__PROBLEM DESCRIPTION__:
Only lines containing the string "items" belong in the answer; copy all of them from the entries.

(Collected data entries)

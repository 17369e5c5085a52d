//! Event sink the core reports progress and warnings to.
//!
//! The core never configures logging itself. Callers inject an
//! [`Observer`]; the CLI uses [`TracingObserver`], tests can use
//! [`NullObserver`] or a recording implementation.

/// Receives progress and status messages from long-running phases.
pub trait Observer {
    /// Informational message for the operator.
    fn on_event(&self, message: &str);

    /// Something unusual that does not abort the run.
    fn on_warning(&self, message: &str) {
        self.on_event(message);
    }

    /// `done` of `total` items processed in the current phase.
    ///
    /// `total` is 0 when the phase cannot know it in advance.
    fn on_progress(&self, _phase: &str, _done: usize, _total: usize) {}
}

/// Forwards events to `tracing`.
#[derive(Debug, Clone)]
pub struct TracingObserver {
    /// Emit an info-level progress line every `progress_every` items
    progress_every: usize,
}

impl TracingObserver {
    pub fn new() -> Self {
        Self::default()
    }

    /// Set how often progress is logged at info level
    pub fn with_progress_every(mut self, every: usize) -> Self {
        self.progress_every = every.max(1);
        self
    }
}

impl Default for TracingObserver {
    fn default() -> Self {
        Self {
            progress_every: 1000,
        }
    }
}

impl Observer for TracingObserver {
    fn on_event(&self, message: &str) {
        tracing::info!("{}", message);
    }

    fn on_warning(&self, message: &str) {
        tracing::warn!("{}", message);
    }

    fn on_progress(&self, phase: &str, done: usize, total: usize) {
        if done == total || done % self.progress_every == 0 {
            tracing::info!(phase, done, total, "Progress");
        } else {
            tracing::trace!(phase, done, total, "Progress");
        }
    }
}

/// Discards everything.
#[derive(Debug, Clone, Copy, Default)]
pub struct NullObserver;

impl Observer for NullObserver {
    fn on_event(&self, _message: &str) {}
}
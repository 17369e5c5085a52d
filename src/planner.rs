//! Plan generation
//!
//! Turns finalized buckets into an ordered list of [`PlanEntry`] values:
//!
//! ```text
//! target_root/<min>-<max>/<shard>/<sequence>.pdf
//! ```
//!
//! Shard folders hold at most `shard_size` files and are numbered from
//! `0001`. Sequence numbers run across the whole bucket, not per shard.
//!
//! Labels are truncated sizes, so neighbouring buckets can share one
//! (`1KB-1KB` for both 1800..1900 and 1050..1100 bytes). A bucket whose
//! label is already taken lands in the same folder and continues its
//! shard and sequence numbering, so every destination stays unique.

use crate::bucket::{bucket_name, Bucket};
use crate::error::{BucketError, Result};
use crate::wal::PlanEntry;
use std::collections::HashMap;
use std::path::{Path, PathBuf};

/// Files per shard folder
pub const DEFAULT_SHARD_SIZE: usize = 10_000;

/// Extension given to every planned destination
pub const DEFAULT_EXTENSION: &str = "pdf";

/// Layout options for destination paths
#[derive(Debug, Clone, PartialEq, Eq)]
pub struct PlanConfig {
    /// Maximum files per shard folder
    pub shard_size: usize,
    /// Extension for destination file names, without the dot
    pub extension: String,
}

impl Default for PlanConfig {
    fn default() -> Self {
        Self {
            shard_size: DEFAULT_SHARD_SIZE,
            extension: DEFAULT_EXTENSION.to_string(),
        }
    }
}

impl PlanConfig {
    pub fn validate(&self) -> Result<()> {
        if self.shard_size == 0 {
            return Err(BucketError::InvalidConfig(
                "shard size must be at least 1".to_string(),
            ));
        }
        let bad_char = |c: char| matches!(c, '/' | '\\' | '.');
        if self.extension.is_empty() || self.extension.contains(bad_char) {
            return Err(BucketError::InvalidConfig(format!(
                "invalid output extension: {:?}",
                self.extension
            )));
        }
        Ok(())
    }

    /// Relative path of the `position`-th (0-based) file within a bucket
    fn relative_path(&self, position: usize) -> PathBuf {
        let shard = position / self.shard_size + 1;
        let sequence = position + 1;
        PathBuf::from(format!("{:04}", shard))
            .join(format!("{:04}.{}", sequence, self.extension))
    }
}

/// Plan destinations with the default layout.
pub fn plan(buckets: &[Bucket], target_root: &Path) -> Result<Vec<PlanEntry>> {
    plan_with(buckets, target_root, &PlanConfig::default())
}

/// Plan destinations for every file, in bucket then intra-bucket order.
///
/// Empty buckets contribute nothing and are never named.
pub fn plan_with(
    buckets: &[Bucket],
    target_root: &Path,
    config: &PlanConfig,
) -> Result<Vec<PlanEntry>> {
    config.validate()?;

    let total: usize = buckets.iter().map(Bucket::len).sum();
    let mut entries = Vec::with_capacity(total);
    // Files already planned under each label
    let mut used: HashMap<String, usize> = HashMap::new();

    for bucket in buckets.iter().filter(|b| !b.is_empty()) {
        let name = bucket_name(bucket)?;
        let bucket_dir = target_root.join(&name);
        let offset = used.entry(name).or_insert(0);

        if *offset > 0 {
            tracing::warn!(
                bucket = bucket.index,
                dir = %bucket_dir.display(),
                continue_at = *offset + 1,
                "Bucket label already used; continuing its numbering"
            );
        }

        for (position, record) in bucket.files.iter().enumerate() {
            entries.push(PlanEntry::new(
                record.path.clone(),
                bucket_dir.join(config.relative_path(*offset + position)),
            ));
        }
        *offset += bucket.len();

        tracing::debug!(
            bucket = bucket.index,
            dir = %bucket_dir.display(),
            files = bucket.len(),
            shards = offset.div_ceil(config.shard_size),
            "Planned bucket"
        );
    }

    Ok(entries)
}

#[cfg(test)]
mod tests {
    use super::*;
    use crate::bucket::assign_records;
    use crate::vfs::FileRecord;

    fn bucket(index: usize, sizes: &[u64]) -> Bucket {
        let mut bucket = Bucket::new(index);
        bucket.files = sizes
            .iter()
            .enumerate()
            .map(|(i, size)| FileRecord::new(format!("in/{}-{}.pdf", index, i), *size))
            .collect();
        bucket
    }

    #[test]
    fn test_default_layout() {
        let buckets = vec![bucket(0, &[4096, 2048])];
        let entries = plan(&buckets, Path::new("/out")).unwrap();

        assert_eq!(
            entries,
            vec![
                PlanEntry::new("in/0-0.pdf", "/out/2KB-4KB/0001/0001.pdf"),
                PlanEntry::new("in/0-1.pdf", "/out/2KB-4KB/0001/0002.pdf"),
            ]
        );
    }

    #[test]
    fn test_sharding_continues_sequence() {
        let buckets = vec![bucket(0, &[50, 40, 30, 20, 10])];
        let config = PlanConfig {
            shard_size: 2,
            ..PlanConfig::default()
        };
        let entries = plan_with(&buckets, Path::new("t"), &config).unwrap();

        let outputs: Vec<_> = entries
            .iter()
            .map(|e| e.output_path.to_string_lossy().replace('\\', "/"))
            .collect();
        assert_eq!(
            outputs,
            vec![
                "t/10bytes-50bytes/0001/0001.pdf",
                "t/10bytes-50bytes/0001/0002.pdf",
                "t/10bytes-50bytes/0002/0003.pdf",
                "t/10bytes-50bytes/0002/0004.pdf",
                "t/10bytes-50bytes/0003/0005.pdf",
            ]
        );
    }

    #[test]
    fn test_sequence_beyond_four_digits() {
        let config = PlanConfig {
            shard_size: 10_000,
            ..PlanConfig::default()
        };
        assert_eq!(
            config.relative_path(9_999),
            Path::new("0001").join("10000.pdf")
        );
        assert_eq!(
            config.relative_path(10_000),
            Path::new("0002").join("10001.pdf")
        );
    }

    #[test]
    fn test_empty_buckets_are_skipped() {
        let records: Vec<FileRecord> = [30u64, 20, 10]
            .iter()
            .enumerate()
            .map(|(i, s)| FileRecord::new(format!("f{}.pdf", i), *s))
            .collect();
        let buckets = assign_records(records, 10).unwrap();

        let entries = plan(&buckets, Path::new("out")).unwrap();
        assert_eq!(entries.len(), 3);
        assert_eq!(
            entries[0].output_path,
            Path::new("out/30bytes-30bytes/0001/0001.pdf")
        );
        assert_eq!(
            entries[2].output_path,
            Path::new("out/10bytes-20bytes/0001/0002.pdf")
        );
    }

    #[test]
    fn test_shared_label_continues_numbering() {
        // Both buckets humanize to 1KB-1KB
        let buckets = assign_records(
            vec![
                FileRecord::new("d0.pdf", 1900),
                FileRecord::new("d1.pdf", 1800),
                FileRecord::new("d2.pdf", 1100),
                FileRecord::new("d3.pdf", 1050),
            ],
            2,
        )
        .unwrap();
        assert_eq!(bucket_name(&buckets[0]).unwrap(), "1KB-1KB");
        assert_eq!(bucket_name(&buckets[1]).unwrap(), "1KB-1KB");

        let entries = plan(&buckets, Path::new("out")).unwrap();
        let outputs: Vec<_> = entries.iter().map(|e| e.output_path.clone()).collect();
        assert_eq!(
            outputs,
            vec![
                PathBuf::from("out/1KB-1KB/0001/0001.pdf"),
                PathBuf::from("out/1KB-1KB/0001/0002.pdf"),
                PathBuf::from("out/1KB-1KB/0001/0003.pdf"),
                PathBuf::from("out/1KB-1KB/0001/0004.pdf"),
            ]
        );
    }

    #[test]
    fn test_shared_label_continues_shards() {
        let buckets = vec![bucket(0, &[1900, 1800]), bucket(1, &[1100])];
        let config = PlanConfig {
            shard_size: 2,
            ..PlanConfig::default()
        };
        let entries = plan_with(&buckets, Path::new("o"), &config).unwrap();
        assert_eq!(
            entries[2].output_path,
            PathBuf::from("o/1KB-1KB/0002/0003.pdf")
        );
    }

    #[test]
    fn test_plan_is_deterministic() {
        let buckets = vec![bucket(0, &[9, 8]), bucket(1, &[7, 6, 5])];
        let first = plan(&buckets, Path::new("out")).unwrap();
        let second = plan(&buckets, Path::new("out")).unwrap();
        assert_eq!(first, second);
        assert_eq!(first.len(), 5);
    }

    #[test]
    fn test_custom_extension_and_validation() {
        let buckets = vec![bucket(0, &[1])];
        let config = PlanConfig {
            extension: "bin".to_string(),
            ..PlanConfig::default()
        };
        let entries = plan_with(&buckets, Path::new("o"), &config).unwrap();
        assert!(entries[0].output_path.ends_with("0001/0001.bin"));

        let zero = PlanConfig {
            shard_size: 0,
            ..PlanConfig::default()
        };
        assert!(matches!(
            plan_with(&buckets, Path::new("o"), &zero),
            Err(BucketError::InvalidConfig(_))
        ));

        let dotted = PlanConfig {
            extension: ".pdf".to_string(),
            ..PlanConfig::default()
        };
        assert!(dotted.validate().is_err());
    }
}
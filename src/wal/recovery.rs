//! Journal audit
//!
//! Classifies every journal entry against the current filesystem without
//! touching it. Run this after an interrupted execute to see how far the
//! previous run got before replaying the journal again.

use super::entry::PlanEntry;
use super::journal::JournalReader;
use crate::error::Result;
use serde::{Deserialize, Serialize};
use std::path::Path;

/// Where an entry stands on disk
#[derive(Debug, Clone, Copy, PartialEq, Eq, Serialize, Deserialize)]
#[serde(rename_all = "snake_case")]
pub enum EntryState {
    /// Source present, destination absent
    Pending,
    /// Source gone, destination present
    Done,
    /// Both present; replay would fail in move mode
    Conflict,
    /// Neither present
    Missing,
}

impl EntryState {
    pub fn of(entry: &PlanEntry) -> Self {
        match (entry.original_path.exists(), entry.output_path.exists()) {
            (true, false) => EntryState::Pending,
            (false, true) => EntryState::Done,
            (true, true) => EntryState::Conflict,
            (false, false) => EntryState::Missing,
        }
    }
}

/// An entry that needs operator attention
#[derive(Debug, Clone, PartialEq, Eq, Serialize, Deserialize)]
#[serde(rename_all = "camelCase")]
pub struct AuditIssue {
    pub line: usize,
    pub state: EntryState,
    pub entry: PlanEntry,
}

/// Information about a journal's progress
#[derive(Debug, Clone, Default, PartialEq, Eq, Serialize, Deserialize)]
#[serde(rename_all = "camelCase")]
pub struct AuditReport {
    pub total: usize,
    pub pending_count: usize,
    pub done_count: usize,
    pub conflict_count: usize,
    pub missing_count: usize,
    /// Conflicting and missing entries, in journal order
    pub issues: Vec<AuditIssue>,
}

impl AuditReport {
    /// Whether replaying the journal in move mode can finish without errors
    pub fn is_resumable(&self) -> bool {
        self.conflict_count == 0 && self.missing_count == 0
    }

    /// Whether every entry has been applied
    pub fn is_complete(&self) -> bool {
        self.done_count == self.total
    }
}

/// Audit the journal at `journal_path`.
pub fn audit_journal(journal_path: &Path) -> Result<AuditReport> {
    let mut reader = JournalReader::open(journal_path)?;
    let mut report = AuditReport::default();

    while let Some(item) = reader.next_numbered() {
        let (line, entry) = item?;
        report.total += 1;

        let state = EntryState::of(&entry);
        match state {
            EntryState::Pending => report.pending_count += 1,
            EntryState::Done => report.done_count += 1,
            EntryState::Conflict => report.conflict_count += 1,
            EntryState::Missing => report.missing_count += 1,
        }
        if matches!(state, EntryState::Conflict | EntryState::Missing) {
            report.issues.push(AuditIssue { line, state, entry });
        }
    }

    tracing::info!(
        journal = %journal_path.display(),
        total = report.total,
        pending = report.pending_count,
        done = report.done_count,
        conflicts = report.conflict_count,
        missing = report.missing_count,
        "Audited journal"
    );

    Ok(report)
}

#[cfg(test)]
mod tests {
    use super::*;
    use crate::wal::write_journal;
    use std::fs;
    use tempfile::tempdir;

    #[test]
    fn test_audit_classifies_entries() {
        let dir = tempdir().unwrap();
        let p = |name: &str| dir.path().join(name);

        fs::write(p("pending.pdf"), b"1").unwrap();
        fs::write(p("done-dst.pdf"), b"2").unwrap();
        fs::write(p("conflict.pdf"), b"3").unwrap();
        fs::write(p("conflict-dst.pdf"), b"3").unwrap();

        let entries = vec![
            PlanEntry::new(p("pending.pdf"), p("pending-dst.pdf")),
            PlanEntry::new(p("done.pdf"), p("done-dst.pdf")),
            PlanEntry::new(p("conflict.pdf"), p("conflict-dst.pdf")),
            PlanEntry::new(p("missing.pdf"), p("missing-dst.pdf")),
        ];
        let journal = p("mv.jsonl");
        write_journal(&entries, &journal).unwrap();

        let report = audit_journal(&journal).unwrap();

        assert_eq!(report.total, 4);
        assert_eq!(report.pending_count, 1);
        assert_eq!(report.done_count, 1);
        assert_eq!(report.conflict_count, 1);
        assert_eq!(report.missing_count, 1);
        assert!(!report.is_resumable());
        assert!(!report.is_complete());

        let lines: Vec<_> = report.issues.iter().map(|i| (i.line, i.state)).collect();
        assert_eq!(
            lines,
            vec![(3, EntryState::Conflict), (4, EntryState::Missing)]
        );
    }

    #[test]
    fn test_audit_does_not_touch_files() {
        let dir = tempdir().unwrap();
        let source = dir.path().join("a.pdf");
        fs::write(&source, b"x").unwrap();
        let journal = dir.path().join("mv.jsonl");
        write_journal(
            &[PlanEntry::new(&source, dir.path().join("out/a.pdf"))],
            &journal,
        )
        .unwrap();

        let report = audit_journal(&journal).unwrap();
        assert!(report.is_resumable());
        assert!(source.exists());
        assert!(!dir.path().join("out").exists());
    }
}
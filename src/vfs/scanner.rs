//! File Scanner
//!
//! Walks a directory tree with walkdir and collects every regular file
//! whose name ends with a suffix. Results are sorted by path so that
//! size ties downstream resolve the same way on every filesystem.

use crate::error::{BucketError, Result};
use crate::observer::{NullObserver, Observer};
use serde::{Deserialize, Serialize};
use std::path::{Path, PathBuf};
use std::time::Instant;
use walkdir::WalkDir;

/// Default suffix for discovered files
pub const DEFAULT_SUFFIX: &str = ".pdf";

/// Configuration for the file scanner
#[derive(Debug, Clone)]
pub struct FileScanner {
    /// Case-sensitive file name suffix to match
    suffix: String,
}

impl Default for FileScanner {
    fn default() -> Self {
        Self {
            suffix: DEFAULT_SUFFIX.to_string(),
        }
    }
}

/// Statistics from a scan operation
#[derive(Debug, Clone, Default, PartialEq, Eq, Serialize, Deserialize)]
#[serde(rename_all = "camelCase")]
pub struct ScanStats {
    /// Files whose name matched the suffix
    pub matched_files: usize,

    /// Regular files ignored because of their suffix
    pub skipped_files: usize,

    /// Directories visited, including the root
    pub total_dirs: usize,

    /// Time taken to scan in milliseconds
    pub scan_duration_ms: u64,
}

impl FileScanner {
    /// Create a new scanner with default settings
    pub fn new() -> Self {
        Self::default()
    }

    /// Set the file name suffix to match
    pub fn with_suffix(mut self, suffix: impl Into<String>) -> Self {
        self.suffix = suffix.into();
        self
    }

    /// Scan `root` and return matching paths sorted by path.
    pub fn scan(&self, root: &Path) -> Result<(Vec<PathBuf>, ScanStats)> {
        self.scan_with(root, &NullObserver)
    }

    /// Scan `root`, reporting each matched file as `"scan"` progress.
    ///
    /// The total is unknown while walking, so progress is reported with a
    /// total of 0. Any walk error aborts the scan: a partial file set would
    /// skew the bucket balance.
    pub fn scan_with(
        &self,
        root: &Path,
        observer: &dyn Observer,
    ) -> Result<(Vec<PathBuf>, ScanStats)> {
        let start = Instant::now();
        let mut stats = ScanStats::default();

        if !root.is_dir() {
            return Err(BucketError::NotFound {
                path: root.to_path_buf(),
            });
        }

        let walker = WalkDir::new(root).follow_links(false).sort_by_file_name();

        let mut files = Vec::new();
        for entry in walker {
            let entry = entry.map_err(|e| {
                let path = e.path().unwrap_or(root).to_path_buf();
                let source = e
                    .into_io_error()
                    .unwrap_or_else(|| std::io::Error::other("filesystem loop detected"));
                BucketError::io("Failed to walk", &path, source)
            })?;

            let file_type = entry.file_type();
            if file_type.is_dir() {
                stats.total_dirs += 1;
                continue;
            }
            if !file_type.is_file() {
                continue;
            }

            if self.matches(entry.file_name().to_string_lossy().as_ref()) {
                files.push(entry.into_path());
                observer.on_progress("scan", files.len(), 0);
            } else {
                stats.skipped_files += 1;
            }
        }

        files.sort();
        stats.matched_files = files.len();
        stats.scan_duration_ms = start.elapsed().as_millis() as u64;

        tracing::debug!(
            root = %root.display(),
            matched = stats.matched_files,
            skipped = stats.skipped_files,
            dirs = stats.total_dirs,
            duration_ms = stats.scan_duration_ms,
            "Scan complete"
        );

        Ok((files, stats))
    }

    /// Check if a file name carries the configured suffix
    pub fn matches(&self, file_name: &str) -> bool {
        file_name.ends_with(&self.suffix)
    }
}

/// Recursively collect every regular file under `root` ending with `suffix`.
pub fn enumerate_files(root: &Path, suffix: &str) -> Result<Vec<PathBuf>> {
    FileScanner::new()
        .with_suffix(suffix)
        .scan(root)
        .map(|(files, _)| files)
}
//! Run configuration
//!
//! Everything one invocation needs, independent of where the values came
//! from (CLI flags, environment, `.env`).

use crate::error::{BucketError, Result};
use crate::execution::ExecutionConfig;
use crate::planner::PlanConfig;
use crate::vfs::DEFAULT_SUFFIX;
use crate::wal::DEFAULT_JOURNAL;
use serde::{Deserialize, Serialize};
use std::path::PathBuf;

/// Default number of buckets
pub const DEFAULT_BUCKETS: usize = 10;

/// Whether a run stops after writing the journal
#[derive(Debug, Clone, Copy, Default, PartialEq, Eq, Serialize, Deserialize)]
#[serde(rename_all = "snake_case")]
pub enum RunMode {
    /// Write journal and statistics, touch nothing else
    #[default]
    PlanOnly,
    /// Plan, then replay the journal
    PlanAndExecute,
}

/// Configuration for one planning run
#[derive(Debug, Clone)]
pub struct RunConfig {
    /// Directory scanned for input files
    pub source_dir: PathBuf,
    /// Root under which bucket folders are created
    pub target_dir: PathBuf,
    pub num_buckets: usize,
    /// Case-sensitive name suffix of input files
    pub suffix: String,
    pub journal_path: PathBuf,
    pub mode: RunMode,
    pub plan: PlanConfig,
    pub execution: ExecutionConfig,
}

impl Default for RunConfig {
    fn default() -> Self {
        Self {
            source_dir: PathBuf::from("."),
            target_dir: PathBuf::from("buckets"),
            num_buckets: DEFAULT_BUCKETS,
            suffix: DEFAULT_SUFFIX.to_string(),
            journal_path: PathBuf::from(DEFAULT_JOURNAL),
            mode: RunMode::default(),
            plan: PlanConfig::default(),
            execution: ExecutionConfig::default(),
        }
    }
}

impl RunConfig {
    pub fn new(source_dir: impl Into<PathBuf>, target_dir: impl Into<PathBuf>) -> Self {
        Self {
            source_dir: source_dir.into(),
            target_dir: target_dir.into(),
            ..Self::default()
        }
    }

    pub fn with_buckets(mut self, num_buckets: usize) -> Self {
        self.num_buckets = num_buckets;
        self
    }

    pub fn with_journal(mut self, journal_path: impl Into<PathBuf>) -> Self {
        self.journal_path = journal_path.into();
        self
    }

    pub fn with_mode(mut self, mode: RunMode) -> Self {
        self.mode = mode;
        self
    }

    /// Reject values the pipeline cannot honor
    pub fn validate(&self) -> Result<()> {
        if self.num_buckets == 0 {
            return Err(BucketError::InvalidConfig(
                "number of buckets must be at least 1".to_string(),
            ));
        }
        if self.suffix.is_empty() {
            return Err(BucketError::InvalidConfig(
                "file suffix must not be empty".to_string(),
            ));
        }
        if self.journal_path.as_os_str().is_empty() {
            return Err(BucketError::InvalidConfig(
                "journal path must not be empty".to_string(),
            ));
        }
        if self.target_dir.starts_with(&self.source_dir) && self.target_dir != self.source_dir {
            tracing::warn!(
                source = %self.source_dir.display(),
                target = %self.target_dir.display(),
                "Target lies inside the source tree; planned files will be rescanned on the next run"
            );
        }
        self.plan.validate()
    }
}

#[cfg(test)]
mod tests {
    use super::*;

    #[test]
    fn test_defaults() {
        let config = RunConfig::new("in", "out");
        assert_eq!(config.num_buckets, 10);
        assert_eq!(config.suffix, ".pdf");
        assert_eq!(config.journal_path, PathBuf::from("mv.jsonl"));
        assert_eq!(config.mode, RunMode::PlanOnly);
        assert!(config.validate().is_ok());
    }

    #[test]
    fn test_validate_rejects_bad_values() {
        assert!(RunConfig::new("in", "out").with_buckets(0).validate().is_err());

        let mut config = RunConfig::new("in", "out");
        config.suffix.clear();
        assert!(config.validate().is_err());

        let mut config = RunConfig::new("in", "out");
        config.plan.shard_size = 0;
        assert!(matches!(
            config.validate(),
            Err(BucketError::InvalidConfig(_))
        ));
    }
}
//! `audit` command implementation.

use crate::OutputFormat;
use pdf_buckets::wal::{audit_journal, AuditReport, EntryState};
use std::path::Path;

/// Most issues listed in text output
const MAX_LISTED: usize = 20;

/// Prints where each journal entry stands; fails if replay cannot finish.
pub fn run(journal: &Path, format: OutputFormat) -> Result<(), Box<dyn std::error::Error>> {
    let report = audit_journal(journal)?;

    match format {
        OutputFormat::Json => println!("{}", serde_json::to_string_pretty(&report)?),
        OutputFormat::Text => print_report(journal, &report),
    }

    if report.is_resumable() {
        Ok(())
    } else {
        Err("Journal has conflicting or missing entries".into())
    }
}

fn print_report(journal: &Path, report: &AuditReport) {
    println!("Auditing journal at {:?}", journal);
    println!();
    println!("  Entries:    {}", report.total);
    println!("  Done:       {}", report.done_count);
    println!("  Pending:    {}", report.pending_count);
    println!("  Conflicts:  {}", report.conflict_count);
    println!("  Missing:    {}", report.missing_count);

    if !report.issues.is_empty() {
        println!();
        for issue in report.issues.iter().take(MAX_LISTED) {
            let label = match issue.state {
                EntryState::Conflict => "both present",
                EntryState::Missing => "neither present",
                EntryState::Pending | EntryState::Done => continue,
            };
            println!(
                "  line {}: {} ({})",
                issue.line,
                issue.entry.description(),
                label
            );
        }
        if report.issues.len() > MAX_LISTED {
            println!("  ... {} more", report.issues.len() - MAX_LISTED);
        }
    }

    println!();
    if report.is_complete() {
        println!("✓ Journal fully applied");
    } else if report.is_resumable() {
        println!("Journal can be resumed with `pdf-buckets execute`");
    } else {
        println!("✗ Journal needs attention before it can be replayed");
    }
}
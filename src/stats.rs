//! Bucket composition statistics for operator visibility.

use crate::bucket::{bucket_name, Bucket};
use crate::error::Result;
use crate::observer::Observer;
use crate::size::humanize;
use serde::{Deserialize, Serialize};

/// Summary of one non-empty bucket
#[derive(Debug, Clone, PartialEq, Eq, Serialize, Deserialize)]
#[serde(rename_all = "camelCase")]
pub struct BucketStats {
    pub index: usize,
    pub name: String,
    pub file_count: usize,
    pub total_size: u64,
    /// `total_size / file_count`, truncated
    pub average_size: u64,
    pub total_label: String,
    pub average_label: String,
}

impl BucketStats {
    /// Single report line
    pub fn description(&self) -> String {
        format!(
            "bucket {} [{}]: {} files, total {}, average {}",
            self.index, self.name, self.file_count, self.total_label, self.average_label
        )
    }
}

/// Statistics for every non-empty bucket, in index order.
pub fn report(buckets: &[Bucket]) -> Result<Vec<BucketStats>> {
    buckets
        .iter()
        .filter(|b| !b.is_empty())
        .map(|bucket| -> Result<BucketStats> {
            let file_count = bucket.len();
            let total_size = bucket.total_size();
            let average_size = total_size / file_count as u64;
            Ok(BucketStats {
                index: bucket.index,
                name: bucket_name(bucket)?,
                file_count,
                total_size,
                average_size,
                total_label: humanize(total_size),
                average_label: humanize(average_size),
            })
        })
        .collect()
}

/// Send one line per bucket to `observer`
pub fn emit_report(stats: &[BucketStats], empty_buckets: usize, observer: &dyn Observer) {
    for entry in stats {
        observer.on_event(&entry.description());
    }
    if empty_buckets > 0 {
        observer.on_warning(&format!(
            "{} bucket(s) received no files (fewer files than buckets?)",
            empty_buckets
        ));
    }
}

#[cfg(test)]
mod tests {
    use super::*;
    use crate::bucket::assign_records;
    use crate::observer::testing::RecordingObserver;
    use crate::vfs::FileRecord;

    fn records(sizes: &[u64]) -> Vec<FileRecord> {
        sizes
            .iter()
            .enumerate()
            .map(|(i, s)| FileRecord::new(format!("{}.pdf", i), *s))
            .collect()
    }

    #[test]
    fn test_report_skips_empty_buckets() {
        let buckets = assign_records(records(&[3000, 2048, 1024]), 5).unwrap();
        let stats = report(&buckets).unwrap();

        assert_eq!(stats.len(), 2);
        assert_eq!(stats[0].index, 0);
        assert_eq!(stats[1].index, 4);
        assert_eq!(stats[1].file_count, 2);
        assert_eq!(stats[1].total_size, 3072);
        assert_eq!(stats[1].average_size, 1536);
        assert_eq!(stats[1].average_label, "1KB");
        assert_eq!(stats[1].total_label, "3KB");
        assert_eq!(stats[1].name, "1KB-2KB");
    }

    #[test]
    fn test_average_truncates() {
        let buckets = assign_records(records(&[10, 5]), 1).unwrap();
        let stats = report(&buckets).unwrap();
        assert_eq!(stats[0].average_size, 7);
        assert_eq!(stats[0].average_label, "7bytes");
    }

    #[test]
    fn test_emit_report() {
        let buckets = assign_records(records(&[10, 5, 1]), 4).unwrap();
        let stats = report(&buckets).unwrap();
        let observer = RecordingObserver::default();

        emit_report(&stats, buckets.len() - stats.len(), &observer);

        assert_eq!(observer.events.borrow().len(), 2);
        assert!(observer.events.borrow()[0].starts_with("bucket 0 [10bytes-10bytes]: 1 files"));
        assert_eq!(observer.warnings.borrow().len(), 1);
    }
}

__EXPECTED OUTPUT__:
    /// `done` of `total` items processed in the current phase.
    /// Emit an info-level progress line every `progress_every` items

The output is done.